MATERIAL TO PROCESS: Begin

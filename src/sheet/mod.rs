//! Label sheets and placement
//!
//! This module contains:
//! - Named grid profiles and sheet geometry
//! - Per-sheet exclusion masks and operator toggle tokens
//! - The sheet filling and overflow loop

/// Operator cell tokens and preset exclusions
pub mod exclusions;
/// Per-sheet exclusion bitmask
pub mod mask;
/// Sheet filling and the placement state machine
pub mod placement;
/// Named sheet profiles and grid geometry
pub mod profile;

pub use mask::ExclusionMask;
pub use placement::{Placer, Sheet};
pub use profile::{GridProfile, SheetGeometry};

MATERIAL TO PROCESS: End
MATERIAL TO PROCESS: Begin

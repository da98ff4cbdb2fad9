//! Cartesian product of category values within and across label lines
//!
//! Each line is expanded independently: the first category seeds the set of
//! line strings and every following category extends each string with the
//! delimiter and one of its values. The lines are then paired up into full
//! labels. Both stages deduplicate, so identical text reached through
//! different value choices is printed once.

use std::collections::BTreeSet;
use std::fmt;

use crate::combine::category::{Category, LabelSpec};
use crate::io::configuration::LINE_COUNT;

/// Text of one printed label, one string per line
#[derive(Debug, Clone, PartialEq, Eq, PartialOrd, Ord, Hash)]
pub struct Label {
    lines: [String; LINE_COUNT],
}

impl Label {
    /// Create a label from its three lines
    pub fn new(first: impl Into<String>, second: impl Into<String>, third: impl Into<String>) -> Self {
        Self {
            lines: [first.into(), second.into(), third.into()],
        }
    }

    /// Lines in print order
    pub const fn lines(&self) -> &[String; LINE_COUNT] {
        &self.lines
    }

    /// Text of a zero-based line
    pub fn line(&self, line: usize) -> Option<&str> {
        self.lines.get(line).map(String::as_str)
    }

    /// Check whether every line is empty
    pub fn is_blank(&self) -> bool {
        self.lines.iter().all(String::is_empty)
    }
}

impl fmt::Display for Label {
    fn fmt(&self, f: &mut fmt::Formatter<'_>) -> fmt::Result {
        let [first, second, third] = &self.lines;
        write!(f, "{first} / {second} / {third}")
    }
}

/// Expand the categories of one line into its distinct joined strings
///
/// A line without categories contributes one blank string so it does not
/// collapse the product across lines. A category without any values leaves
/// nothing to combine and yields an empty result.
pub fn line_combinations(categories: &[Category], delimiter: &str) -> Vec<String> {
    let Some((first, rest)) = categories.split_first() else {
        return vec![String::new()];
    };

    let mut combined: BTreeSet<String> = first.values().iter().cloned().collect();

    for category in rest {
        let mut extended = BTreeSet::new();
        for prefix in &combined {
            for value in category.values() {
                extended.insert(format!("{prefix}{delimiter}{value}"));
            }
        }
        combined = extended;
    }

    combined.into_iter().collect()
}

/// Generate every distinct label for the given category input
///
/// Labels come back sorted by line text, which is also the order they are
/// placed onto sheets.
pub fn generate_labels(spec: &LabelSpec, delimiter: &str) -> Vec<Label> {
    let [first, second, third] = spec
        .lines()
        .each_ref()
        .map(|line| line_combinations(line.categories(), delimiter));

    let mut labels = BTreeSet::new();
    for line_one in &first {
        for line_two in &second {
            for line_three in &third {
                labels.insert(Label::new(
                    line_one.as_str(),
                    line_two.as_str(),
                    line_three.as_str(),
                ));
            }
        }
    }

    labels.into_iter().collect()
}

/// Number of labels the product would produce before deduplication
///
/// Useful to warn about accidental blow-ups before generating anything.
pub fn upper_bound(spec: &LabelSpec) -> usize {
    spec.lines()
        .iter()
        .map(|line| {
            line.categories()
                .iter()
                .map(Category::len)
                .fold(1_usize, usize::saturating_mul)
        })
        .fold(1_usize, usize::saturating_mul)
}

MATERIAL TO PROCESS: End

_INSTRUCTIONS FOR THE TASK_
Out of the material above, output word for word the line with "its three lines", the line with "fn fmt(&self, f: &mut", and all lines between them, with nothing else.

_ANSWER TO THE EXERCISE_
    /// Create a label from its three lines
    pub fn new(first: impl Into<String>, second: impl Into<String>, third: impl Into<String>) -> Self {
        Self {
            lines: [first.into(), second.into(), third.into()],
        }
    }

    /// Lines in print order
    pub const fn lines(&self) -> &[String; LINE_COUNT] {
        &self.lines
    }

    /// Text of a zero-based line
    pub fn line(&self, line: usize) -> Option<&str> {
        self.lines.get(line).map(String::as_str)
    }

    /// Check whether every line is empty
    pub fn is_blank(&self) -> bool {
        self.lines.iter().all(String::is_empty)
    }
}

impl fmt::Display for Label {
    fn fmt(&self, f: &mut fmt::Formatter<'_>) -> fmt::Result {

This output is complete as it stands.